WHAT YOU NEED TO DO: Show each line from the records below in which the word "InvalidUrlIdentifier" occurs.

RECORDED INFORMATION:

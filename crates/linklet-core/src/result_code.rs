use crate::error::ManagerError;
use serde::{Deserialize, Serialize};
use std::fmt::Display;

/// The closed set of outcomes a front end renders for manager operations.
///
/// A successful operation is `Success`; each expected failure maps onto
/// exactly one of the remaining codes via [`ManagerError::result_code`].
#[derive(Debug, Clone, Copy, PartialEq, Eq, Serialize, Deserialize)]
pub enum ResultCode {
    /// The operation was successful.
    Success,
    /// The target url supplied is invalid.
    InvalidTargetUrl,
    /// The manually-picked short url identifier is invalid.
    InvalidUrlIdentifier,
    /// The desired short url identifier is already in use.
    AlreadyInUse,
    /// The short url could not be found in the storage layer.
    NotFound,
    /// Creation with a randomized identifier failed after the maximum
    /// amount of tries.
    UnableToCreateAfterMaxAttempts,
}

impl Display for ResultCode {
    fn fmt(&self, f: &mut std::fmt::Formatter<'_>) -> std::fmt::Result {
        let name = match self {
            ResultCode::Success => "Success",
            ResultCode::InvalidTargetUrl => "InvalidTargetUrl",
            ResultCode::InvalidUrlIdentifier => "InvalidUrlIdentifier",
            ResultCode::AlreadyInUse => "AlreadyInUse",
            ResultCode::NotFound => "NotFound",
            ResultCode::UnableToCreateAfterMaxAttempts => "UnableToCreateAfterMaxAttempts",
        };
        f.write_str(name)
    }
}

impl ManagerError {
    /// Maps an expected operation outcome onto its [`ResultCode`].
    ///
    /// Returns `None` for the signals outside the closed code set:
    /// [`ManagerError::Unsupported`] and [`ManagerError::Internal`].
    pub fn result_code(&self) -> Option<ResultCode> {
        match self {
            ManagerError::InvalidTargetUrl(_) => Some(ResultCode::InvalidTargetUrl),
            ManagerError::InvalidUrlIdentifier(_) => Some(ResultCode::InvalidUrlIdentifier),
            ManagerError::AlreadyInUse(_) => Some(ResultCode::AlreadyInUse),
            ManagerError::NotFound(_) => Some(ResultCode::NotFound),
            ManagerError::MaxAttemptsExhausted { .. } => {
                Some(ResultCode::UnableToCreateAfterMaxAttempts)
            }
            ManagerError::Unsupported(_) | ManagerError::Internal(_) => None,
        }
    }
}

YOUR SOLUTION:
    InvalidUrlIdentifier,
            ResultCode::InvalidUrlIdentifier => "InvalidUrlIdentifier",
            ManagerError::InvalidUrlIdentifier(_) => Some(ResultCode::InvalidUrlIdentifier),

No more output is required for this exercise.